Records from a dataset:
++++++++++
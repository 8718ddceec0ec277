//! Tool configuration (`meiswap.toml`).
//!
//! Provides the persisted schema plus discovery, loading, and saving.

mod loader;
mod schema;

pub use loader::{
    config_write_path, find_config, find_config_from, load_config, save_config, ConfigError,
    CONFIG_FILE,
};
pub use schema::Config;
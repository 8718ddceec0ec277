//! Swap command

use std::path::Path;
use std::process::ExitCode;

use rand::rngs::StdRng;
use rand::SeedableRng;

use crate::catalog::{CharacterCatalog, SpriteCatalog};
use crate::config;
use crate::resolve::PathResolver;
use crate::swap::SwapEngine;

use super::{EXIT_ERROR, EXIT_INVALID_ARGS, EXIT_SUCCESS};

/// Execute the swap command
pub fn run_swap(config_path: Option<&Path>, seed: Option<u64>, assets: Option<&Path>) -> ExitCode {
    let cfg = match config::load_config(config_path) {
        Ok(cfg) => cfg,
        Err(e) => {
            eprintln!("Error: {}", e);
            return ExitCode::from(EXIT_ERROR);
        }
    };
    let sprite_dir = match cfg.sprite_path {
        Some(ref path) => path.clone(),
        None => {
            eprintln!("Error: No game selected. Run 'mei game <exe>' first.");
            return ExitCode::from(EXIT_INVALID_ARGS);
        }
    };
    let assets_root = match assets {
        Some(path) => path.to_path_buf(),
        None => cfg.assets_root.clone(),
    };

    let catalog = SpriteCatalog::builtin();
    let characters = CharacterCatalog::builtin();
    let resolver = PathResolver::new(&assets_root, &catalog);
    let store = cfg.selection_store();
    let engine = SwapEngine::new(&catalog, &characters, &resolver, &store);

    let result = match seed {
        Some(seed) => engine.randomize(&sprite_dir, &mut StdRng::seed_from_u64(seed)),
        None => engine.randomize(&sprite_dir, &mut rand::rng()),
    };
    let report = match result {
        Ok(report) => report,
        Err(e) => {
            eprintln!("Error: {}", e);
            return ExitCode::from(EXIT_ERROR);
        }
    };

    if report.backup_created {
        println!(
            "Backed up {} original sprite{}",
            report.backed_up,
            if report.backed_up == 1 { "" } else { "s" }
        );
    }
    println!(
        "Replaced {} sprite{} ({} missing assets, {} failed, {} not installed)",
        report.replaced,
        if report.replaced == 1 { "" } else { "s" },
        report.missing,
        report.failed,
        report.skipped
    );
    ExitCode::from(EXIT_SUCCESS)
}
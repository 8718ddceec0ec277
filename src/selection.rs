//! Per-character substitution modes and the selection store.
//!
//! Selections are persisted as free-text strings (`"Best Match"`,
//! `"Random Outfits"`, `"Random Outfits & Expressions"`, or
//! `"<outfit> (variant: <id>)"`); parsing is total and falls back to
//! best-match for anything it does not recognize.

use std::collections::BTreeMap;
use std::fmt;
use std::sync::OnceLock;

use regex::Regex;

/// Display/config label for the best-match mode.
pub const BEST_MATCH: &str = "Best Match";
/// Display/config label for the random-outfit mode.
pub const RANDOM_OUTFITS: &str = "Random Outfits";
/// Display/config label for the random-outfit-and-expression mode.
pub const RANDOM_OUTFITS_AND_EXPRESSIONS: &str = "Random Outfits & Expressions";

/// How one character's sprites are substituted.
#[derive(Debug, Clone, PartialEq, Eq, Default)]
pub enum Selection {
    /// Use each key's preferred variant.
    #[default]
    BestMatch,
    /// Use one chosen outfit for every key of the character.
    Fixed { name: String, variant: String },
    /// Pick a random outfit per key, keeping the key's expression.
    RandomOutfits,
    /// Pick a random outfit and a random expression from its folder.
    RandomOutfitsAndExpressions,
}

fn fixed_pattern() -> &'static Regex {
    static PATTERN: OnceLock<Regex> = OnceLock::new();
    PATTERN.get_or_init(|| {
        Regex::new(r"^(?P<name>.+) \(variant: (?P<variant>[^)]+)\)$")
            .expect("fixed-selection pattern compiles")
    })
}

impl Selection {
    /// Parse a stored selection string.
    ///
    /// Never fails: empty input and `"best match"` in any case are
    /// [`Selection::BestMatch`], and so is anything unrecognized.
    pub fn parse(raw: &str) -> Self {
        let raw = raw.trim();
        if raw.is_empty() || raw.eq_ignore_ascii_case(BEST_MATCH) {
            return Self::BestMatch;
        }
        match raw {
            RANDOM_OUTFITS => return Self::RandomOutfits,
            RANDOM_OUTFITS_AND_EXPRESSIONS => return Self::RandomOutfitsAndExpressions,
            _ => {}
        }
        if let Some(caps) = fixed_pattern().captures(raw) {
            return Self::Fixed {
                name: caps["name"].to_string(),
                variant: caps["variant"].to_string(),
            };
        }
        Self::BestMatch
    }

    /// The variant override carried by this selection, if any.
    pub fn fixed_variant(&self) -> Option<&str> {
        match self {
            Self::Fixed { variant, .. } => Some(variant),
            _ => None,
        }
    }
}

impl fmt::Display for Selection {
    fn fmt(&self, f: &mut fmt::Formatter<'_>) -> fmt::Result {
        match self {
            Self::BestMatch => f.write_str(BEST_MATCH),
            Self::RandomOutfits => f.write_str(RANDOM_OUTFITS),
            Self::RandomOutfitsAndExpressions => f.write_str(RANDOM_OUTFITS_AND_EXPRESSIONS),
            Self::Fixed { name, variant } => write!(f, "{} (variant: {})", name, variant),
        }
    }
}

/// Current per-character choices, keyed by character folder.
///
/// An explicitly owned store rather than process-wide state so engines can
/// be driven with any map in tests.
#[derive(Debug, Clone, Default)]
pub struct SelectionStore {
    selections: BTreeMap<String, Selection>,
}

impl SelectionStore {
    /// Create an empty store; every folder reads as best-match.
    pub fn new() -> Self {
        Self::default()
    }

    /// Build a store from the persisted free-text selection map.
    pub fn from_config_strings(raw: &BTreeMap<String, String>) -> Self {
        let selections = raw
            .iter()
            .map(|(folder, value)| (folder.clone(), Selection::parse(value)))
            .collect();
        Self { selections }
    }

    /// The selection for a folder; best-match when absent.
    pub fn get(&self, folder: &str) -> Selection {
        self.selections.get(folder).cloned().unwrap_or_default()
    }

    /// Replace the selection for a folder.
    pub fn set(&mut self, folder: impl Into<String>, selection: Selection) {
        self.selections.insert(folder.into(), selection);
    }

    /// Export the full map in its persisted free-text form.
    pub fn to_config_strings(&self) -> BTreeMap<String, String> {
        self.selections.iter().map(|(f, s)| (f.clone(), s.to_string())).collect()
    }

    /// Folders with an explicit selection, in sorted order.
    pub fn iter(&self) -> impl Iterator<Item = (&str, &Selection)> {
        self.selections.iter().map(|(f, s)| (f.as_str(), s))
    }

    pub fn len(&self) -> usize {
        self.selections.len()
    }

    pub fn is_empty(&self) -> bool {
        self.selections.is_empty()
    }
}
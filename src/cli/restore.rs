//! Restore command

use std::path::Path;
use std::process::ExitCode;

use crate::config;
use crate::restore;

use super::{EXIT_ERROR, EXIT_INVALID_ARGS, EXIT_SUCCESS};

/// Execute the restore command
pub fn run_restore(config_path: Option<&Path>) -> ExitCode {
    let cfg = match config::load_config(config_path) {
        Ok(cfg) => cfg,
        Err(e) => {
            eprintln!("Error: {}", e);
            return ExitCode::from(EXIT_ERROR);
        }
    };
    let sprite_dir = match cfg.sprite_path {
        Some(ref path) => path.clone(),
        None => {
            eprintln!("Error: No game selected. Run 'mei game <exe>' first.");
            return ExitCode::from(EXIT_INVALID_ARGS);
        }
    };

    let report = match restore::restore(&sprite_dir) {
        Ok(report) => report,
        Err(e) => {
            eprintln!("Error: {}", e);
            return ExitCode::from(EXIT_ERROR);
        }
    };

    println!(
        "Restored {} sprite{} ({} failed)",
        report.restored,
        if report.restored == 1 { "" } else { "s" },
        report.failed
    );
    ExitCode::from(EXIT_SUCCESS)
}
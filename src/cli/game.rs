//! Game-selection command

use std::path::Path;
use std::process::ExitCode;

use crate::config;
use crate::install::GameInstall;

use super::{EXIT_ERROR, EXIT_INVALID_ARGS, EXIT_SUCCESS};

/// Execute the game command
pub fn run_game(config_path: Option<&Path>, exe: &Path) -> ExitCode {
    let install = match GameInstall::from_exe(exe) {
        Ok(install) => install,
        Err(e) => {
            eprintln!("Error: {}", e);
            return ExitCode::from(EXIT_INVALID_ARGS);
        }
    };

    let mut cfg = match config::load_config(config_path) {
        Ok(cfg) => cfg,
        Err(e) => {
            eprintln!("Error: {}", e);
            return ExitCode::from(EXIT_ERROR);
        }
    };
    cfg.game_path = Some(install.exe_path.clone());
    cfg.sprite_path = Some(install.sprite_dir.clone());

    let write_path = config::config_write_path(config_path);
    if let Err(e) = config::save_config(&write_path, &cfg) {
        eprintln!("Error: Failed to save '{}': {}", write_path.display(), e);
        return ExitCode::from(EXIT_ERROR);
    }

    println!("Game selected: {}", install.exe_path.display());
    println!("Sprite directory: {}", install.sprite_dir.display());
    ExitCode::from(EXIT_SUCCESS)
}
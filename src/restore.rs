//! Restore the live sprite directory from the backup tree.

use std::fs;
use std::path::{Path, PathBuf};

use log::warn;
use thiserror::Error;

use crate::swap::{png_files, BACKUP_DIR_NAME};

/// Error type for a restore run.
#[derive(Debug, Clone, PartialEq, Eq, Error)]
#[non_exhaustive]
pub enum RestoreError {
    /// No backup exists yet; the user must run a swap first.
    #[error("no backup found at {0}; run a swap at least once first")]
    NoBackupFound(PathBuf),
    /// The sprite directory has no parent, so no backup can exist either.
    #[error("sprite directory has no parent: {0}")]
    NoParentDir(PathBuf),
}

/// Aggregate outcome of one restore run.
#[derive(Debug, Clone, Default, PartialEq, Eq)]
pub struct RestoreReport {
    /// Files copied back over the live directory.
    pub restored: usize,
    /// Files that could not be copied back.
    pub failed: usize,
}

/// Copy every backed-up `.png` back over the live sprite directory.
///
/// Only files present in the backup are touched; nothing is deleted.
/// Per-file failures are logged and the walk continues.
pub fn restore(sprite_dir: &Path) -> Result<RestoreReport, RestoreError> {
    let backup_dir = sprite_dir
        .parent()
        .map(|parent| parent.join(BACKUP_DIR_NAME))
        .ok_or_else(|| RestoreError::NoParentDir(sprite_dir.to_path_buf()))?;
    if !backup_dir.exists() {
        return Err(RestoreError::NoBackupFound(backup_dir));
    }

    let mut report = RestoreReport::default();
    for path in png_files(&backup_dir) {
        let rel = match path.strip_prefix(&backup_dir) {
            Ok(rel) => rel,
            Err(_) => continue,
        };
        let dst = sprite_dir.join(rel);
        if let Some(parent) = dst.parent() {
            if let Err(e) = fs::create_dir_all(parent) {
                warn!("could not create directory {}: {}", parent.display(), e);
                report.failed += 1;
                continue;
            }
        }
        match fs::copy(&path, &dst) {
            Ok(_) => report.restored += 1,
            Err(e) => {
                warn!("could not restore {}: {}", dst.display(), e);
                report.failed += 1;
            }
        }
    }
    Ok(report)
}
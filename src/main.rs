//! Meiswap - Command-line tool for swapping Higurashi sprites with Mei art

use std::process::ExitCode;

use meiswap::cli;

fn main() -> ExitCode {
    // Engines log per-file failures through the `log` facade; default to
    // warnings so RUST_LOG=debug exposes the per-key replacement trace.
    let _ = env_logger::Builder::from_env(env_logger::Env::default().default_filter_or("warn"))
        .try_init();

    cli::run()
}
//! Exception app allowlist
//!
//! Apps in this set never trigger reminders, whatever the behavior state.

use crate::error::CoachError;
use serde::{Deserialize, Serialize};
use std::collections::BTreeSet;

/// Apps exempt on first run (phone, maps, emergency, camera)
pub const DEFAULT_EXCEPTION_APPS: [&str; 4] = ["전화", "지도", "응급상황", "카메라"];

/// Case-sensitive set of exempt app names
#[derive(Debug, Clone, PartialEq, Eq, Serialize, Deserialize)]
#[serde(transparent)]
pub struct ExceptionApps {
    names: BTreeSet<String>,
}

impl Default for ExceptionApps {
    fn default() -> Self {
        Self {
            names: DEFAULT_EXCEPTION_APPS.iter().map(|s| s.to_string()).collect(),
        }
    }
}

impl ExceptionApps {
    /// An empty allowlist
    pub fn empty() -> Self {
        Self {
            names: BTreeSet::new(),
        }
    }

    /// Add a name. Surrounding whitespace is trimmed first.
    pub fn add(&mut self, name: &str) -> Result<(), CoachError> {
        let name = name.trim();
        if name.is_empty() {
            return Err(CoachError::InvalidSetting(
                "exception app name must not be empty".to_string(),
            ));
        }
        if self.names.contains(name) {
            return Err(CoachError::DuplicateException(name.to_string()));
        }
        self.names.insert(name.to_string());
        Ok(())
    }

    /// Remove a name; returns whether it was present
    pub fn remove(&mut self, name: &str) -> bool {
        self.names.remove(name.trim())
    }

    pub fn contains(&self, name: &str) -> bool {
        self.names.contains(name)
    }

    pub fn as_set(&self) -> &BTreeSet<String> {
        &self.names
    }

    pub fn iter(&self) -> impl Iterator<Item = &str> {
        self.names.iter().map(|s| s.as_str())
    }

    pub fn len(&self) -> usize {
        self.names.len()
    }

    pub fn is_empty(&self) -> bool {
        self.names.is_empty()
    }
}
++++++++++
ASSIGNMENT: An exact repeat of the lines from the one containing "self.names.insert(name.to_string());" through the final line of the entries is the whole answer.

SOLUTION FOR THIS EXERCISE:
        self.names.insert(name.to_string());
        Ok(())
    }

    /// Remove a name; returns whether it was present
    pub fn remove(&mut self, name: &str) -> bool {
        self.names.remove(name.trim())
    }

    pub fn contains(&self, name: &str) -> bool {
        self.names.contains(name)
    }

    pub fn as_set(&self) -> &BTreeSet<String> {
        &self.names
    }

    pub fn iter(&self) -> impl Iterator<Item = &str> {
        self.names.iter().map(|s| s.as_str())
    }

    pub fn len(&self) -> usize {
        self.names.len()
    }

    pub fn is_empty(&self) -> bool {
        self.names.is_empty()
    }
}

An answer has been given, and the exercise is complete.